Stored data
┄┄┄┄┄┄┄┄┄┄

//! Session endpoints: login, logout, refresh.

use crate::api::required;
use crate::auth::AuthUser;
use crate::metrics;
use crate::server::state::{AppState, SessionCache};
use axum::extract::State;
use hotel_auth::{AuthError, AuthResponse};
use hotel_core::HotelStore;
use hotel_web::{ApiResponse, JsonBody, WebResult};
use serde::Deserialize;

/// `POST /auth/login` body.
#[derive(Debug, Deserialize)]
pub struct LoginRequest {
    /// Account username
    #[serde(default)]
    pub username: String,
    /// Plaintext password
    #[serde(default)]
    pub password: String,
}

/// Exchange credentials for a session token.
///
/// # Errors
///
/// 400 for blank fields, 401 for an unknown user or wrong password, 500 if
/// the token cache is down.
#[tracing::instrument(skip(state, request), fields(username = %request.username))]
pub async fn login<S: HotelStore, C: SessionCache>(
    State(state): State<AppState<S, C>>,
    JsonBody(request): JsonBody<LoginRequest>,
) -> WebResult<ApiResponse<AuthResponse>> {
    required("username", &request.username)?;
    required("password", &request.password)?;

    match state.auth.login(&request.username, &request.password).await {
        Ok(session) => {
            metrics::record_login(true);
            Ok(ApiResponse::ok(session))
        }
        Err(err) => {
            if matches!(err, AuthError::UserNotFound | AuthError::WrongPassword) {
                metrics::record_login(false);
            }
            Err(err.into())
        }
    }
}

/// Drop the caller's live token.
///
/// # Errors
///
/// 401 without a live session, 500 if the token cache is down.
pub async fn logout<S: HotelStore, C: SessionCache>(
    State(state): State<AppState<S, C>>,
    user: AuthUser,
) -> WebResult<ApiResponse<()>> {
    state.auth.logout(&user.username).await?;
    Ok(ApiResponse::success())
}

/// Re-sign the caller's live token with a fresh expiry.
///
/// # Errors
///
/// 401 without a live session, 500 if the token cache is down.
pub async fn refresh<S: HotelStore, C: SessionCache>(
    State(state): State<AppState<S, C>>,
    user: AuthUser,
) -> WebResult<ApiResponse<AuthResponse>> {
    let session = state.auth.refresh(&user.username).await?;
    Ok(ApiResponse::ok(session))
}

┄┄┄┄┄┄┄┄┄┄

:: Problem details ::
When you output the entries, keep every word exactly as it stands.

:: Result ::
//! Session endpoints: login, logout, refresh.

use crate::api::required;
use crate::auth::AuthUser;
use crate::metrics;
use crate::server::state::{AppState, SessionCache};
use axum::extract::State;
use hotel_auth::{AuthError, AuthResponse};
use hotel_core::HotelStore;
use hotel_web::{ApiResponse, JsonBody, WebResult};
use serde::Deserialize;

/// `POST /auth/login` body.
#[derive(Debug, Deserialize)]
pub struct LoginRequest {
    /// Account username
    #[serde(default)]
    pub username: String,
    /// Plaintext password
    #[serde(default)]
    pub password: String,
}

/// Exchange credentials for a session token.
///
/// # Errors
///
/// 400 for blank fields, 401 for an unknown user or wrong password, 500 if
/// the token cache is down.
#[tracing::instrument(skip(state, request), fields(username = %request.username))]
pub async fn login<S: HotelStore, C: SessionCache>(
    State(state): State<AppState<S, C>>,
    JsonBody(request): JsonBody<LoginRequest>,
) -> WebResult<ApiResponse<AuthResponse>> {
    required("username", &request.username)?;
    required("password", &request.password)?;

    match state.auth.login(&request.username, &request.password).await {
        Ok(session) => {
            metrics::record_login(true);
            Ok(ApiResponse::ok(session))
        }
        Err(err) => {
            if matches!(err, AuthError::UserNotFound | AuthError::WrongPassword) {
                metrics::record_login(false);
            }
            Err(err.into())
        }
    }
}

/// Drop the caller's live token.
///
/// # Errors
///
/// 401 without a live session, 500 if the token cache is down.
pub async fn logout<S: HotelStore, C: SessionCache>(
    State(state): State<AppState<S, C>>,
    user: AuthUser,
) -> WebResult<ApiResponse<()>> {
    state.auth.logout(&user.username).await?;
    Ok(ApiResponse::success())
}

/// Re-sign the caller's live token with a fresh expiry.
///
/// # Errors
///
/// 401 without a live session, 500 if the token cache is down.
pub async fn refresh<S: HotelStore, C: SessionCache>(
    State(state): State<AppState<S, C>>,
    user: AuthUser,
) -> WebResult<ApiResponse<AuthResponse>> {
    let session = state.auth.refresh(&user.username).await?;
    Ok(ApiResponse::ok(session))
}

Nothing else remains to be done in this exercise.